According to the product label, dead rats “will begin appearing” four or five days after eating the pellets. Sure enough, we didn’t hear from our unwelcome lodger again until midnight on the fifth day, when I was awakened by thumping noises coming from the dining room. As I approached, I heard little rat feet padding away quickly in retreat.
Creeping inside and switching on the light, I found a scarlet bloodstain at each doorway where the rat had tried to escape despite his failing body. Now he was hiding beneath a cabinet, making quiet gurgling and whimpering noises so pitiable I couldn’t stand to hear them. I went back to bed, feeling a little poisoned myself.
The next morning, I was prepared for the revolting sight you’d expect when you consign such an unloved creature to a slow death by hemorrhage. But I wasn’t prepared for what I actually found. In his last long miserable hours, the rat had sought out the most comforting thing he could find–a small stuffed bear my son had left lying under the table, with fur a color close to his own. Now he lay still on his side pressed against it, looking not revolting as a rat is supposed to, but as silent, soft, and harmless as the little toy he clung to.
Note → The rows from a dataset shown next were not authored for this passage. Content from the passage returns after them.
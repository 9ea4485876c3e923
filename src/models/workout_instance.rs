use chrono::{DateTime, Utc};
use rusqlite::types::Type;
use rusqlite::Row;
use serde::{Deserialize, Serialize};

use super::workout_template::{check_positive, check_positive_f64};
use super::{FromSqliteRow, Patch, WorkoutKind, WorkoutTemplate};

/// One attempt at a template.
#[derive(Debug, Clone, Serialize, Deserialize)]
#[serde(rename_all = "camelCase")]
pub struct WorkoutInstance {
    pub id: String,
    pub template_id: String,
    pub user_id: String,
    pub completed: bool,
    pub completed_at: Option<DateTime<Utc>>,
    pub duration: Option<i64>,
    pub lap_times: Option<Vec<f64>>,
    pub actual_reps: Option<i64>,
    pub actual_duration: Option<i64>,
    pub notes: Option<String>,
    pub created_at: DateTime<Utc>,
    pub updated_at: DateTime<Utc>,
}

impl FromSqliteRow for WorkoutInstance {
    fn from_row(row: &Row) -> rusqlite::Result<Self> {
        let lap_times: Option<String> = row.get("lap_times")?;
        let lap_times = lap_times
            .map(|raw| decode_lap_times(&raw))
            .transpose()?;

        Ok(Self {
            id: row.get("id")?,
            template_id: row.get("template_id")?,
            user_id: row.get("user_id")?,
            completed: row.get("completed")?,
            completed_at: row.get("completed_at")?,
            duration: row.get("duration")?,
            lap_times,
            actual_reps: row.get("actual_reps")?,
            actual_duration: row.get("actual_duration")?,
            notes: row.get("notes")?,
            created_at: row.get("created_at")?,
            updated_at: row.get("updated_at")?,
        })
    }
}

/// Lap times live in a TEXT column as a JSON array.
pub fn encode_lap_times(laps: &[f64]) -> serde_json::Result<String> {
    serde_json::to_string(laps)
}

fn decode_lap_times(raw: &str) -> rusqlite::Result<Vec<f64>> {
    serde_json::from_str(raw)
        .map_err(|e| rusqlite::Error::FromSqlConversionFailure(0, Type::Text, Box::new(e)))
}

#[derive(Debug, Clone, Serialize)]
pub struct InstanceWithTemplate {
    pub instance: WorkoutInstance,
    pub template: WorkoutTemplate,
}

impl FromSqliteRow for InstanceWithTemplate {
    fn from_row(row: &Row) -> rusqlite::Result<Self> {
        Ok(Self {
            instance: WorkoutInstance::from_row(row)?,
            template: WorkoutTemplate::from_prefixed_row(row, "t_")?,
        })
    }
}

#[derive(Debug, Deserialize)]
#[serde(rename_all = "camelCase")]
pub struct CreateInstance {
    pub template_id: String,
    pub user_id: String,
    #[serde(default)]
    pub completed: bool,
    #[serde(default)]
    pub completed_at: Option<DateTime<Utc>>,
    #[serde(default)]
    pub duration: Option<i64>,
    #[serde(default)]
    pub lap_times: Option<Vec<f64>>,
    #[serde(default)]
    pub actual_reps: Option<i64>,
    #[serde(default)]
    pub actual_duration: Option<i64>,
    #[serde(default)]
    pub notes: Option<String>,
}

impl CreateInstance {
    /// Check the result fields against the kind of the referenced template.
    pub fn validate_for(&self, kind: WorkoutKind) -> Result<(), String> {
        check_result_fields(
            kind,
            self.duration.is_some() || self.lap_times.is_some(),
            self.actual_reps.is_some(),
            self.actual_duration.is_some(),
        )?;
        check_positive("duration", self.duration)?;
        check_positive("actualReps", self.actual_reps)?;
        check_positive("actualDuration", self.actual_duration)?;
        check_lap_times(self.lap_times.as_deref())
    }

    /// Completion time to store: the supplied one, or now when the instance
    /// is recorded as already completed.
    pub fn effective_completed_at(&self, now: DateTime<Utc>) -> Option<DateTime<Utc>> {
        match self.completed_at {
            Some(at) => Some(at),
            None if self.completed => Some(now),
            None => None,
        }
    }
}

#[derive(Debug, Deserialize)]
#[serde(rename_all = "camelCase")]
pub struct UpdateInstance {
    pub id: String,
    pub user_id: String,
    #[serde(default)]
    pub completed: Patch<bool>,
    #[serde(default)]
    pub completed_at: Patch<DateTime<Utc>>,
    #[serde(default)]
    pub duration: Patch<i64>,
    #[serde(default)]
    pub lap_times: Patch<Vec<f64>>,
    #[serde(default)]
    pub actual_reps: Patch<i64>,
    #[serde(default)]
    pub actual_duration: Patch<i64>,
    #[serde(default)]
    pub notes: Patch<String>,
}

impl UpdateInstance {
    pub fn is_empty(&self) -> bool {
        self.completed.is_unset()
            && self.completed_at.is_unset()
            && self.duration.is_unset()
            && self.lap_times.is_unset()
            && self.actual_reps.is_unset()
            && self.actual_duration.is_unset()
            && self.notes.is_unset()
    }

    pub fn validate_for(&self, kind: WorkoutKind) -> Result<(), String> {
        if self.completed.is_null() {
            return Err("completed cannot be null".to_string());
        }
        check_result_fields(
            kind,
            self.duration.as_value().is_some() || self.lap_times.as_value().is_some(),
            self.actual_reps.as_value().is_some(),
            self.actual_duration.as_value().is_some(),
        )?;
        check_positive("duration", self.duration.as_value().copied())?;
        check_positive("actualReps", self.actual_reps.as_value().copied())?;
        check_positive("actualDuration", self.actual_duration.as_value().copied())?;
        check_lap_times(self.lap_times.as_value().map(Vec::as_slice))
    }
}

fn check_result_fields(
    kind: WorkoutKind,
    run_fields: bool,
    reps_fields: bool,
    time_fields: bool,
) -> Result<(), String> {
    let offending = match kind {
        WorkoutKind::Run if reps_fields => Some("actualReps"),
        WorkoutKind::Run if time_fields => Some("actualDuration"),
        WorkoutKind::Reps if run_fields => Some("duration/lapTimes"),
        WorkoutKind::Reps if time_fields => Some("actualDuration"),
        WorkoutKind::Time if run_fields => Some("duration/lapTimes"),
        WorkoutKind::Time if reps_fields => Some("actualReps"),
        _ => None,
    };
    match offending {
        Some(field) => Err(format!(
            "{field} is not allowed for {} workouts",
            kind.as_str()
        )),
        None => Ok(()),
    }
}

fn check_lap_times(laps: Option<&[f64]>) -> Result<(), String> {
    for lap in laps.unwrap_or_default() {
        check_positive_f64("lapTimes", Some(*lap))?;
    }
    Ok(())
}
As for me, the nominal victor in this lopsided battle, I felt not triumph, but only plain shame at having made a fellow creature suffer so horribly, simply for being too good at the things Mother Nature designed him for.
We like to think that we control our built environment, and perhaps we do — briefly. Brodifacoum is now widely used in rat poison because rats have become resistant to the previous common rodenticide, called warfarin. No doubt they’ll still be nimbly adapting to their world long after we humans have done ours in.